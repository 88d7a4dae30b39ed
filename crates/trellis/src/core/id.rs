use slotmap::new_key_type;

new_key_type! {
    /// Opaque, stable handle for a view stored in the Core arena.
    ///
    /// Handles stay valid only while the view is live; a destroyed view's
    /// handle never resolves again, even if the slot is reused.
    pub struct ViewId;
}
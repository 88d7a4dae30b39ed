use std::sync::{Arc, Mutex};

use crate::{
    backend::{CursorState, ScreenWriter},
    canvas::{Canvas, Cell},
    error::{Error, Result},
    geom::{Expanse, Point, Rect},
};

/// One `write_buf` call.
#[derive(Debug, Clone, PartialEq, Eq)]
pub struct Write {
    /// Screen area written.
    pub rect: Rect,
    /// Cells written, row-major.
    pub cells: Vec<Cell>,
}

/// Everything written to a [`CaptureScreen`].
#[derive(Debug, Clone)]
pub struct Capture {
    /// Writes in order.
    pub writes: Vec<Write>,
    /// Cursor reports in order.
    pub cursors: Vec<Option<CursorState>>,
    /// The screen as the writes left it.
    pub screen: Canvas,
}

impl Capture {
    /// Number of writes so far.
    pub fn write_count(&self) -> usize {
        self.writes.len()
    }

    /// One screen row as text.
    pub fn row_text(&self, y: i32) -> String {
        self.screen.row_text(y)
    }

    /// One screen cell.
    pub fn cell(&self, x: i32, y: i32) -> Option<Cell> {
        self.screen.get((x, y))
    }

    /// The last cursor report.
    pub fn cursor(&self) -> Option<CursorState> {
        self.cursors.last().copied().flatten()
    }

    /// Every screen cell covered by at least one write.
    pub fn touched(&self) -> Vec<Point> {
        let mut out: Vec<Point> = self
            .writes
            .iter()
            .flat_map(|w| {
                let r = w.rect;
                (r.tl.y..r.bottom()).flat_map(move |y| (r.tl.x..r.right()).map(move |x| Point::new(x, y)))
            })
            .collect();
        out.sort_by_key(|p| (p.y, p.x));
        out.dedup();
        out
    }

    /// Forget the write and cursor logs, keeping the screen.
    pub fn clear_log(&mut self) {
        self.writes.clear();
        self.cursors.clear();
    }
}

/// A screen that records what it is sent.
#[derive(Debug)]
pub struct CaptureScreen {
    /// Shared record.
    log: Arc<Mutex<Capture>>,
}

impl CaptureScreen {
    /// Create a screen of the given size and the handle to its record.
    pub fn create(size: impl Into<Expanse>) -> (Arc<Mutex<Capture>>, Self) {
        let log = Arc::new(Mutex::new(Capture {
            writes: Vec::new(),
            cursors: Vec::new(),
            screen: Canvas::new(size.into()),
        }));
        (log.clone(), Self { log })
    }
}

impl ScreenWriter for CaptureScreen {
    fn write_buf(&mut self, x: i32, y: i32, w: u32, h: u32, cells: &[Cell]) -> Result<()> {
        let mut log = self.log.lock().map_err(|e| Error::Backend(e.to_string()))?;
        let rect = Rect::new(x, y, w, h);
        let mut block = Canvas::new(rect.size());
        for (i, cell) in cells.iter().enumerate() {
            let (cx, cy) = (i as u32 % w.max(1), i as u32 / w.max(1));
            block.put((cx as i32, cy as i32), *cell);
        }
        let clip = log.screen.size().rect();
        log.screen.blit(&block, rect.tl, clip);
        log.writes.push(Write {
            rect,
            cells: cells.to_vec(),
        });
        Ok(())
    }

    fn set_cursor(&mut self, cursor: Option<CursorState>) -> Result<()> {
        self.log
            .lock()
            .map_err(|e| Error::Backend(e.to_string()))?
            .cursors
            .push(cursor);
        Ok(())
    }
}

### WHAT YOU HAVE TO DO
Write out every line of the data that holds the word "written".

### YOUR SOLUTION
    /// Screen area written.
    /// Cells written, row-major.
/// Everything written to a [`CaptureScreen`].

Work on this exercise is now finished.